(Entries supplied)
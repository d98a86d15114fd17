//! Loop point search
//!
//! Bar-aligned candidate generation and scoring, sample-accurate boundary
//! refinement, and the recurrence-matrix structural fallback.

pub mod candidates;
pub mod refine;
pub mod structure;
//! # loopgrid
//!
//! An audio analysis engine that estimates tempo, locates a beat-synchronous
//! time grid, and finds a pair of sample positions that loop seamlessly,
//! preferring loop lengths aligned to musical bar/beat boundaries.
//!
//! ## Features
//!
//! - **Tempo estimation**: spectral-flux onset envelope, autocorrelation
//!   period search, half/double-tempo disambiguation
//! - **Beat tracking**: greedy fixed-interval and phase-aware
//!   dynamic-programming trackers
//! - **Loop search**: bar-aligned candidate scoring with waveform
//!   self-similarity, plus a recurrence-matrix structural fallback
//! - **Boundary refinement**: zero-crossing snap or equal-power crossfade
//!
//! ## Quick start
//!
//! ```no_run
//! use loopgrid::{analyze, EngineConfig};
//!
//! // Decoded mono samples, normalized to [-1.0, 1.0]
//! let samples: Vec<f32> = vec![];
//! let result = analyze(&samples, 44100, &EngineConfig::default())?;
//!
//! println!("BPM: {:.1} (confidence {:.2})", result.bpm, result.bpm_confidence);
//! println!("Loop: {:.3}s - {:.3}s", result.loop_start, result.loop_end);
//! # Ok::<(), loopgrid::AnalysisError>(())
//! ```
//!
//! ## Architecture
//!
//! ```text
//! samples -> frames -> spectra -> onset envelope -> {tempo, beat grid}
//!         -> loop candidates (+ structural fallback) -> refined boundaries
//! ```
//!
//! The engine is synchronous and allocation-transient: every analysis call is
//! independent, holds no shared state, and may run concurrently with others
//! on separate buffers. The only shared resource is the optional
//! [`AnalysisCache`] the caller injects.

#![warn(missing_docs)]
#![warn(clippy::all)]

pub mod analysis;
pub mod config;
pub mod error;
pub mod features;
pub mod looper;
pub mod spectral;

pub use analysis::cache::{content_key, AnalysisCache};
pub use analysis::result::LoopAnalysis;
pub use config::EngineConfig;
pub use error::AnalysisError;
pub use features::beat::{track_beats_dp, track_beats_greedy, BeatGrid};
pub use features::onset::OnsetEnvelope;
pub use features::tempo::{estimate_tempo, TempoCandidate, TempoEstimate};
pub use looper::candidates::LoopCandidate;
pub use looper::refine::{CrossfadeSpec, RefinedLoop};

use looper::candidates::{generate_candidates, rank, refine_candidate_length};
use looper::refine::refine_boundaries;
use looper::structure::structural_candidate;
use spectral::stft::Spectrogram;

/// Analyze a mono sample buffer
///
/// Runs the full pipeline: framing, STFT, onset extraction, tempo
/// estimation, beat tracking, loop candidate search with structural
/// fallback, and boundary refinement. All returned times are in seconds
/// relative to the start of the buffer.
///
/// Re-running with an identical buffer and configuration yields bit-identical
/// results; there is no hidden random state.
///
/// # Arguments
///
/// * `samples` - Decoded mono samples in [-1.0, 1.0]; multi-channel input
///   must be mixed down by the caller
/// * `sample_rate` - Sample rate in Hz
/// * `config` - Engine configuration; see [`EngineConfig`] for defaults
///
/// # Errors
///
/// * `InvalidParameter` for an empty buffer, zero sample rate, or an invalid
///   configuration
/// * `InsufficientLength` when the buffer is shorter than one analysis frame
///   or shorter than the configured minimum loop length
///
/// Silence and other degenerate signals are *not* errors: they yield a
/// result with `degenerate = true`, zero confidence, the default BPM, and a
/// full-track loop.
pub fn analyze(
    samples: &[f32],
    sample_rate: u32,
    config: &EngineConfig,
) -> Result<LoopAnalysis, AnalysisError> {
    config.validate()?;

    if samples.is_empty() {
        return Err(AnalysisError::InvalidParameter(
            "empty sample buffer".to_string(),
        ));
    }
    if sample_rate == 0 {
        return Err(AnalysisError::InvalidParameter(
            "sample rate must be positive".to_string(),
        ));
    }

    let min_loop_samples = (config.min_loop_s * sample_rate as f32) as usize;
    let required = config.frame_len.max(min_loop_samples);
    if samples.len() < required {
        return Err(AnalysisError::InsufficientLength {
            required,
            actual: samples.len(),
        });
    }

    log::debug!(
        "Analyzing {} samples at {} Hz ({:.2} s)",
        samples.len(),
        sample_rate,
        samples.len() as f32 / sample_rate as f32
    );

    let spec = Spectrogram::compute(samples, sample_rate, config.frame_len, config.hop)?;
    let envelope = OnsetEnvelope::from_spectrogram(&spec);

    if envelope.is_flat() {
        log::debug!("Degenerate signal: flat onset envelope");
        return Ok(degenerate_result(samples, sample_rate, config));
    }

    let tempo = estimate_tempo(&envelope, config);
    let grid = track_beats_dp(&envelope, tempo.bpm, config.tightness);

    let mut candidates = generate_candidates(samples, sample_rate, tempo.bpm, &grid, config);

    // Structural fallback: consult the recurrence-matrix analyzer when
    // bar-aligned search is unconvincing, merge by confidence
    let best_confidence = candidates.first().map_or(0.0, |c| c.confidence);
    if best_confidence < config.structure_fallback_threshold {
        if let Some(structural) = structural_candidate(&spec, samples, tempo.bpm, &grid, config) {
            log::debug!(
                "Merging structural candidate (confidence {:.3} vs {:.3})",
                structural.confidence,
                best_confidence
            );
            candidates.push(structural);
            rank(&mut candidates);
            candidates.truncate(1 + looper::candidates::MAX_RUNNERS_UP);
        }
    }

    let sr = sample_rate as f32;

    // No admissible loop length is not a degenerate signal: keep the tempo
    // and beat grid, loop the full track with zero loop confidence
    if candidates.is_empty() {
        log::warn!("No admissible loop candidate, falling back to full track");
        return Ok(LoopAnalysis {
            bpm: finite_or(tempo.bpm, config.default_bpm),
            bpm_confidence: finite_or(tempo.confidence, 0.0).clamp(0.0, 1.0),
            tempo_candidates: tempo.candidates,
            beat_grid: grid.times(),
            loop_start: 0.0,
            loop_end: samples.len() as f32 / sr,
            loop_confidence: 0.0,
            crossfade: None,
            candidates: vec![],
            degenerate: false,
        });
    }

    let best = refine_candidate_length(samples, sample_rate, &candidates[0]);
    candidates[0] = best.clone();

    let refined = refine_boundaries(
        samples,
        best.start_sample,
        best.end_sample,
        sample_rate,
        config,
    )?;

    Ok(LoopAnalysis {
        bpm: finite_or(tempo.bpm, config.default_bpm),
        bpm_confidence: finite_or(tempo.confidence, 0.0).clamp(0.0, 1.0),
        tempo_candidates: tempo.candidates,
        beat_grid: grid.times(),
        loop_start: refined.start as f32 / sr,
        loop_end: refined.end as f32 / sr,
        loop_confidence: finite_or(best.confidence, 0.0).clamp(0.0, 1.0),
        crossfade: refined.crossfade,
        candidates,
        degenerate: false,
    })
}

/// Analyze through a memoization cache
///
/// Returns the cached result when the same buffer, sample rate, and
/// configuration were analyzed before; otherwise runs [`analyze`] and stores
/// the outcome. Errors are never cached.
pub fn analyze_cached(
    cache: &AnalysisCache,
    samples: &[f32],
    sample_rate: u32,
    config: &EngineConfig,
) -> Result<LoopAnalysis, AnalysisError> {
    let key = content_key(samples, sample_rate, config);
    if let Some(hit) = cache.get(key) {
        log::debug!("Cache hit for key {:#018x}", key);
        return Ok(hit);
    }
    let result = analyze(samples, sample_rate, config)?;
    cache.put(key, result.clone());
    Ok(result)
}

/// Best-effort result for signals with no usable rhythmic information
fn degenerate_result(samples: &[f32], sample_rate: u32, config: &EngineConfig) -> LoopAnalysis {
    let duration = samples.len() as f32 / sample_rate as f32;
    LoopAnalysis {
        bpm: config.default_bpm,
        bpm_confidence: 0.0,
        tempo_candidates: vec![],
        beat_grid: vec![],
        loop_start: 0.0,
        loop_end: duration,
        loop_confidence: 0.0,
        crossfade: None,
        candidates: vec![],
        degenerate: true,
    }
}

/// Replace a non-finite value with a fallback
fn finite_or(value: f32, fallback: f32) -> f32 {
    if value.is_finite() {
        value
    } else {
        fallback
    }
}
//! Short-time Fourier transform
//!
//! Computes per-frame magnitude spectra via a radix-2 FFT. Frames whose
//! length is not a power of two are zero-padded up to the next power of two
//! before the transform.

use rustfft::num_complex::Complex;
use rustfft::{Fft, FftPlanner};
use std::sync::Arc;

use crate::error::AnalysisError;
use crate::spectral::framing::FrameIterator;

/// Magnitude spectrogram: one row of `fft_size / 2` positive-frequency bins
/// per analysis frame
#[derive(Debug, Clone)]
pub struct Spectrogram {
    /// Per-frame magnitude spectra (`n_frames × n_bins`)
    pub magnitudes: Vec<Vec<f32>>,

    /// Hop length the frames were extracted with
    pub hop: usize,

    /// Sample rate of the analyzed signal in Hz
    pub sample_rate: u32,
}

impl Spectrogram {
    /// Compute the magnitude spectrogram of `signal`
    ///
    /// Frames are Hann-windowed before the transform. A single FFT plan is
    /// reused across all frames.
    ///
    /// # Errors
    ///
    /// * `InvalidParameter` for bad frame/hop lengths
    /// * `InsufficientLength` if the signal is shorter than one frame
    pub fn compute(
        signal: &[f32],
        sample_rate: u32,
        frame_len: usize,
        hop: usize,
    ) -> Result<Self, AnalysisError> {
        let frames = FrameIterator::new(signal, frame_len, hop)?;
        log::debug!(
            "Computing spectrogram: {} frames of {} samples, hop {}",
            frames.len(),
            frame_len,
            hop
        );

        let fft_size = frame_len.next_power_of_two();
        let mut planner = FftPlanner::new();
        let fft = planner.plan_fft_forward(fft_size);

        let magnitudes = frames
            .map(|frame| magnitude_spectrum_with(&frame, fft_size, &fft))
            .collect();

        Ok(Self {
            magnitudes,
            hop,
            sample_rate,
        })
    }

    /// Number of frames
    pub fn n_frames(&self) -> usize {
        self.magnitudes.len()
    }

    /// Number of frequency bins per frame
    pub fn n_bins(&self) -> usize {
        self.magnitudes.first().map_or(0, Vec::len)
    }
}

/// Compute the magnitude spectrum of one (already windowed) frame
///
/// Returns `fft_size / 2` positive-frequency bin magnitudes where `fft_size`
/// is the frame length rounded up to a power of two. All-zero input yields an
/// all-zero spectrum.
pub fn magnitude_spectrum(frame: &[f32]) -> Vec<f32> {
    let fft_size = frame.len().next_power_of_two().max(2);
    let mut planner = FftPlanner::new();
    let fft = planner.plan_fft_forward(fft_size);
    magnitude_spectrum_with(frame, fft_size, &fft)
}

fn magnitude_spectrum_with(frame: &[f32], fft_size: usize, fft: &Arc<dyn Fft<f32>>) -> Vec<f32> {
    let mut buf: Vec<Complex<f32>> = frame.iter().map(|&x| Complex::new(x, 0.0)).collect();
    buf.resize(fft_size, Complex::new(0.0, 0.0));

    fft.process(&mut buf);

    buf[..fft_size / 2].iter().map(|c| c.norm()).collect()
}
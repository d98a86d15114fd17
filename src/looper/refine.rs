//! Loop boundary refinement
//!
//! Snaps tentative loop boundaries to nearby zero crossings so the seam cuts
//! the waveform where it changes sign, avoiding an audible click. When a
//! boundary has no zero crossing within the search window, the refiner keeps
//! the boundary (preserving musical timing) and emits a short equal-power
//! crossfade to be applied at playback time instead.

use serde::{Deserialize, Serialize};

use crate::config::EngineConfig;
use crate::error::AnalysisError;

/// Equal-power crossfade to apply across the loop seam at playback time
#[derive(Debug, Clone, PartialEq, Serialize, Deserialize)]
pub struct CrossfadeSpec {
    /// Crossfade length in samples
    pub fade_samples: usize,
}

impl CrossfadeSpec {
    /// Fade-in and fade-out gain envelopes
    ///
    /// Equal-power law: `in[i] = sin(π/2 · i/(n-1))`, `out[i] = cos(π/2 ·
    /// i/(n-1))`, so `in² + out² = 1` at every sample.
    pub fn envelopes(&self) -> (Vec<f32>, Vec<f32>) {
        let n = self.fade_samples;
        if n == 0 {
            return (vec![], vec![]);
        }
        if n == 1 {
            return (vec![1.0], vec![0.0]);
        }
        let denom = (n - 1) as f32;
        let mut fade_in = Vec::with_capacity(n);
        let mut fade_out = Vec::with_capacity(n);
        for i in 0..n {
            let theta = std::f32::consts::FRAC_PI_2 * i as f32 / denom;
            fade_in.push(theta.sin());
            fade_out.push(theta.cos());
        }
        (fade_in, fade_out)
    }
}

/// A refined loop boundary pair
#[derive(Debug, Clone, PartialEq, Serialize, Deserialize)]
pub struct RefinedLoop {
    /// First sample of the loop
    pub start: usize,

    /// One past the last sample of the loop
    pub end: usize,

    /// Present when one or both boundaries had no zero crossing in range
    pub crossfade: Option<CrossfadeSpec>,
}

/// Snap `(start, end)` to nearby zero crossings
///
/// Searches ±`config.zero_cross_window_ms` around each boundary for the
/// nearest adjacent-sample sign change. Boundaries with a crossing in range
/// are moved to it; if either has none, both boundaries stay put and a
/// crossfade of `min(config.crossfade_ms, loop_len/4)` samples is emitted.
///
/// The returned indices are always within the search window of the inputs
/// and preserve `start < end`.
///
/// # Errors
///
/// `InvalidParameter` if `start >= end` or `end > signal.len()`.
pub fn refine_boundaries(
    signal: &[f32],
    start: usize,
    end: usize,
    sample_rate: u32,
    config: &EngineConfig,
) -> Result<RefinedLoop, AnalysisError> {
    if start >= end {
        return Err(AnalysisError::InvalidParameter(format!(
            "inverted loop bounds: start {} >= end {}",
            start, end
        )));
    }
    if end > signal.len() {
        return Err(AnalysisError::InvalidParameter(format!(
            "loop end {} past signal length {}",
            end,
            signal.len()
        )));
    }

    let window = (config.zero_cross_window_ms / 1000.0 * sample_rate as f32).round() as usize;
    let snapped_start = nearest_zero_crossing(signal, start, window);
    let snapped_end = nearest_zero_crossing(signal, end, window);

    match (snapped_start, snapped_end) {
        (Some(s), Some(e)) if s < e => Ok(RefinedLoop {
            start: s,
            end: e,
            crossfade: None,
        }),
        _ => {
            let loop_len = end - start;
            let fade = ((config.crossfade_ms / 1000.0 * sample_rate as f32) as usize)
                .min(loop_len / 4)
                .max(1);
            log::debug!(
                "No usable zero crossing near ({}, {}), emitting {}-sample crossfade",
                start,
                end,
                fade
            );
            Ok(RefinedLoop {
                start,
                end,
                crossfade: Some(CrossfadeSpec { fade_samples: fade }),
            })
        }
    }
}

/// Nearest sample index within ±`window` of `pos` where the signal crosses
/// zero between adjacent samples
///
/// A crossing at index `i` means `signal[i-1]` and `signal[i]` have strictly
/// opposite signs, or `signal[i]` is exactly zero. Returns `None` when no
/// crossing lies in range.
pub fn nearest_zero_crossing(signal: &[f32], pos: usize, window: usize) -> Option<usize> {
    if signal.is_empty() {
        return None;
    }
    let pos = pos.min(signal.len() - 1);

    for offset in 0..=window {
        for candidate in [pos.checked_sub(offset), Some(pos + offset)]
            .into_iter()
            .flatten()
        {
            if candidate >= signal.len() {
                continue;
            }
            if is_zero_crossing(signal, candidate) {
                return Some(candidate);
            }
        }
    }
    None
}

fn is_zero_crossing(signal: &[f32], i: usize) -> bool {
    if signal[i] == 0.0 {
        return true;
    }
    if i == 0 {
        return false;
    }
    (signal[i - 1] < 0.0 && signal[i] > 0.0) || (signal[i - 1] > 0.0 && signal[i] < 0.0)
}

#[cfg(test)]
mod tests {
    use super::*;

    fn sine(n: usize, period: f32) -> Vec<f32> {
        (0..n)
            .map(|i| (2.0 * std::f32::consts::PI * i as f32 / period).sin())
            .collect()
    }

    #[test]
    fn test_snaps_to_sign_change() {
        // Sine with period 100: crossings every 50 samples
        let signal = sine(4000, 100.0);
        let refined =
            refine_boundaries(&signal, 130, 2130, 44100, &EngineConfig::default()).unwrap();
        assert!(refined.crossfade.is_none());
        // 130 is within 10 ms (441 samples) of the crossing at 150
        assert!(refined.start.abs_diff(130) <= 441);
        assert!(refined.end.abs_diff(2130) <= 441);
        assert!(refined.start < refined.end);
        // Snapped positions straddle a sign change (or are exact zeros)
        assert!(is_zero_crossing(&signal, refined.start));
        assert!(is_zero_crossing(&signal, refined.end));
    }

    #[test]
    fn test_within_window_bound() {
        let signal = sine(44100, 441.0);
        let cfg = EngineConfig::default();
        let window = (cfg.zero_cross_window_ms / 1000.0 * 44100.0) as usize;
        for (s, e) in [(1000, 9000), (137, 22050), (5, 40000)] {
            let refined = refine_boundaries(&signal, s, e, 44100, &cfg).unwrap();
            assert!(refined.start.abs_diff(s) <= window);
            assert!(refined.end.abs_diff(e) <= window);
        }
    }

    #[test]
    fn test_dc_signal_gets_crossfade() {
        // All-positive signal has no zero crossing anywhere
        let signal = vec![0.8f32; 44100];
        let refined =
            refine_boundaries(&signal, 1000, 23050, 44100, &EngineConfig::default()).unwrap();
        assert_eq!(refined.start, 1000);
        assert_eq!(refined.end, 23050);
        let fade = refined.crossfade.expect("crossfade for DC signal");
        // <= 10 ms
        assert!(fade.fade_samples <= 441);
        assert!(fade.fade_samples >= 1);
    }

    #[test]
    fn test_crossfade_capped_by_loop_length() {
        let signal = vec![0.5f32; 44100];
        let refined =
            refine_boundaries(&signal, 0, 400, 44100, &EngineConfig::default()).unwrap();
        let fade = refined.crossfade.unwrap();
        assert!(fade.fade_samples <= 100);
    }

    #[test]
    fn test_equal_power_envelopes() {
        let spec = CrossfadeSpec { fade_samples: 64 };
        let (fade_in, fade_out) = spec.envelopes();
        assert_eq!(fade_in.len(), 64);
        assert_eq!(fade_out.len(), 64);
        assert!(fade_in[0].abs() < 1e-6);
        assert!((fade_in[63] - 1.0).abs() < 1e-6);
        for i in 0..64 {
            let power = fade_in[i] * fade_in[i] + fade_out[i] * fade_out[i];
            assert!((power - 1.0).abs() < 1e-5);
        }
    }

    #[test]
    fn test_inverted_bounds_rejected() {
        let signal = sine(1000, 100.0);
        assert!(matches!(
            refine_boundaries(&signal, 500, 500, 44100, &EngineConfig::default()),
            Err(AnalysisError::InvalidParameter(_))
        ));
        assert!(matches!(
            refine_boundaries(&signal, 0, 2000, 44100, &EngineConfig::default()),
            Err(AnalysisError::InvalidParameter(_))
        ));
    }
}
//! Analysis results and caching

pub mod cache;
pub mod result;
//! CSV record models for batch conversion.

use crate::amount::Amount;
use crate::error::{Result, WordsError};
use serde::{Deserialize, Serialize};
use std::str::FromStr;

/// Raw input row as read from CSV.
///
/// Both columns are read as strings so a bad amount can be reported with
/// its row number instead of aborting the whole file.
#[derive(Debug, Deserialize)]
pub struct AmountRecord {
    /// Caller-supplied identifier, copied to the output as is
    #[serde(default)]
    pub id: Option<String>,

    /// Decimal amount in rupees
    pub amount: Option<String>,
}

impl AmountRecord {
    /// Parses the amount column.
    pub fn parse_amount(&self) -> Result<Amount> {
        let raw = self.amount.as_deref().unwrap_or("").trim();
        if raw.is_empty() {
            return Err(WordsError::invalid_amount("", "amount column is empty"));
        }
        Amount::from_str(raw)
    }

    pub fn id(&self) -> &str {
        self.id.as_deref().map(str::trim).unwrap_or("")
    }
}

/// Output row: the identifier, the amount rounded to paise, and its words.
#[derive(Debug, Clone, PartialEq, Eq, Serialize)]
pub struct WordsRecord {
    pub id: String,
    pub amount: String,
    pub words: String,
}
//! Indian digit grouping.
//!
//! The rightmost group holds up to three digits and every group to its left
//! holds two: `1234567` groups as `12|34|567`.

use crate::error::{Result, WordsError};
use crate::scale::MAX_SCALE;
use log::debug;

/// One digit group of a rupee value.
#[derive(Debug, Clone, Copy, PartialEq, Eq)]
pub struct Chunk {
    /// Group value, `0..=999` for the units group and `0..=99` above it.
    pub value: u16,

    /// Position from the right: 0 = units, 1 = thousand, 2 = lakh, 3 = crore.
    pub scale: usize,
}

impl Chunk {
    /// Place value of the group's lowest digit.
    pub fn place_value(&self) -> Option<u128> {
        match self.scale {
            0 => Some(1),
            s => 100u128
                .checked_pow(u32::try_from(s - 1).ok()?)
                .and_then(|p| p.checked_mul(1000)),
        }
    }
}

/// Splits a rupee value into Indian digit groups, most significant first.
///
/// Zero yields a single zero chunk. Values that need a group beyond Crore
/// are rejected with `UnsupportedMagnitude`.
///
/// # Examples
///
/// ```
/// use rupee_words::grouping::group_indian;
///
/// let values: Vec<u16> = group_indian(1234567).unwrap().iter().map(|c| c.value).collect();
/// assert_eq!(values, vec![12, 34, 567]);
/// ```
pub fn group_indian(rupees: u128) -> Result<Vec<Chunk>> {
    let mut values = vec![(rupees % 1000) as u16];
    let mut rest = rupees / 1000;
    while rest > 0 {
        values.push((rest % 100) as u16);
        rest /= 100;
    }

    if values.len() > MAX_SCALE + 1 {
        return Err(WordsError::UnsupportedMagnitude {
            rupees,
            chunks: values.len(),
        });
    }

    let chunks: Vec<Chunk> = values
        .into_iter()
        .enumerate()
        .rev()
        .map(|(scale, value)| Chunk { value, scale })
        .collect();

    debug!("Grouped {} into {:?}", rupees, chunks);
    Ok(chunks)
}

/// Reassembles a rupee value from its chunks.
///
/// Returns `None` when the result would overflow.
pub fn chunks_to_integer(chunks: &[Chunk]) -> Option<u128> {
    chunks.iter().try_fold(0u128, |acc, chunk| {
        let part = chunk.place_value()?.checked_mul(u128::from(chunk.value))?;
        acc.checked_add(part)
    })
}
//! Monetary amounts and their normalization into whole rupees and paise.
//!
//! Uses `rust_decimal` so rounding to the nearest paisa happens on exact
//! decimal digits rather than on binary floating-point values.

use crate::config::ConverterConfig;
use crate::error::{Result, WordsError};
use log::debug;
use rust_decimal::Decimal;
use serde::{Deserialize, Deserializer};
use std::fmt;
use std::str::FromStr;

/// Number of fractional digits carried by a rupee amount.
const PAISE_SCALE: u32 = 2;

/// An amount of rupees as supplied by the caller.
///
/// The value is kept as given; sign and range checks happen in
/// [`Amount::normalize`].
///
/// # Examples
///
/// ```
/// use std::str::FromStr;
/// use rupee_words::{Amount, ConverterConfig};
///
/// let amount = Amount::from_str("1234.56").unwrap();
/// let normalized = amount.normalize(&ConverterConfig::default()).unwrap();
/// assert_eq!(normalized.rupees, 1234);
/// assert_eq!(normalized.paise, 56);
/// ```
#[derive(Debug, Clone, Copy, PartialEq, Eq, PartialOrd, Ord, Default)]
pub struct Amount(Decimal);

impl Amount {
    /// Zero rupees.
    pub const ZERO: Self = Amount(Decimal::ZERO);

    pub fn new(value: Decimal) -> Self {
        Amount(value)
    }

    /// Builds an amount from a float.
    ///
    /// The float goes through its shortest round-trip decimal form, so
    /// `1234.56_f64` becomes exactly `1234.56` and not `1234.5599999...`.
    pub fn from_f64(value: f64) -> Result<Self> {
        if !value.is_finite() {
            return Err(WordsError::invalid_amount(value.to_string(), "amount is not finite"));
        }
        Self::from_str(&value.to_string())
    }

    pub fn value(&self) -> Decimal {
        self.0
    }

    /// Rounds to the nearest paisa and splits into rupees and paise.
    pub fn normalize(&self, config: &ConverterConfig) -> Result<NormalizedAmount> {
        if self.0 < Decimal::ZERO {
            return Err(WordsError::invalid_amount(self.0.to_string(), "amount is negative"));
        }

        let mut rounded = self
            .0
            .round_dp_with_strategy(PAISE_SCALE, config.rounding.strategy());
        rounded.rescale(PAISE_SCALE);
        // rescale falls back to a smaller scale when the mantissa would overflow
        if rounded.scale() != PAISE_SCALE {
            return Err(WordsError::invalid_amount(
                self.0.to_string(),
                "amount has too many digits to count in paise",
            ));
        }

        let total_paise = u128::try_from(rounded.mantissa()).map_err(|_| {
            WordsError::invalid_amount(self.0.to_string(), "amount is negative")
        })?;
        let normalized = NormalizedAmount::from_paise(total_paise);

        if let Some(max) = config.max_rupees {
            if normalized.rupees > max {
                return Err(WordsError::invalid_amount(
                    self.0.to_string(),
                    format!("amount exceeds the configured maximum of {} rupees", max),
                ));
            }
        }

        debug!("Normalized {} to {}", self.0, normalized);
        Ok(normalized)
    }
}

impl From<Decimal> for Amount {
    fn from(value: Decimal) -> Self {
        Amount::new(value)
    }
}

impl From<u64> for Amount {
    fn from(value: u64) -> Self {
        Amount(Decimal::from(value))
    }
}

impl TryFrom<f64> for Amount {
    type Error = WordsError;

    fn try_from(value: f64) -> std::result::Result<Self, Self::Error> {
        Amount::from_f64(value)
    }
}

impl FromStr for Amount {
    type Err = WordsError;

    fn from_str(s: &str) -> std::result::Result<Self, Self::Err> {
        let trimmed = s.trim();
        if trimmed.is_empty() {
            return Err(WordsError::invalid_amount(s, "amount is empty"));
        }
        Decimal::from_str(trimmed)
            .map(Amount)
            .map_err(|e| WordsError::invalid_amount(trimmed, e.to_string()))
    }
}

impl fmt::Display for Amount {
    fn fmt(&self, f: &mut fmt::Formatter<'_>) -> fmt::Result {
        write!(f, "{}", self.0)
    }
}

impl<'de> Deserialize<'de> for Amount {
    fn deserialize<D>(deserializer: D) -> std::result::Result<Self, D::Error>
    where
        D: Deserializer<'de>,
    {
        let s = String::deserialize(deserializer)?;
        Amount::from_str(&s).map_err(serde::de::Error::custom)
    }
}

/// An amount split into whole rupees and paise.
///
/// # Invariants
///
/// - `paise` is always in `0..=99`
/// - `rupees * 100 + paise` is the input rounded to the nearest paisa
#[derive(Debug, Clone, Copy, PartialEq, Eq, PartialOrd, Ord, Hash)]
pub struct NormalizedAmount {
    pub rupees: u128,
    pub paise: u8,
}

impl NormalizedAmount {
    pub fn from_paise(total_paise: u128) -> Self {
        NormalizedAmount {
            rupees: total_paise / 100,
            paise: (total_paise % 100) as u8,
        }
    }

    pub fn total_paise(&self) -> u128 {
        self.rupees * 100 + u128::from(self.paise)
    }
}

impl fmt::Display for NormalizedAmount {
    fn fmt(&self, f: &mut fmt::Formatter<'_>) -> fmt::Result {
        write!(f, "{}.{:02}", self.rupees, self.paise)
    }
}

(What is expected) Lines in the listing above that contain the word "every" must be copied; leave out the rest.

(Result for this exercise)
//! The engine is synchronous and allocation-transient: every analysis call is
    /// i/(n-1))`, so `in² + out² = 1` at every sample.
        // Sine with period 100: crossings every 50 samples
//! The rightmost group holds up to three digits and every group to its left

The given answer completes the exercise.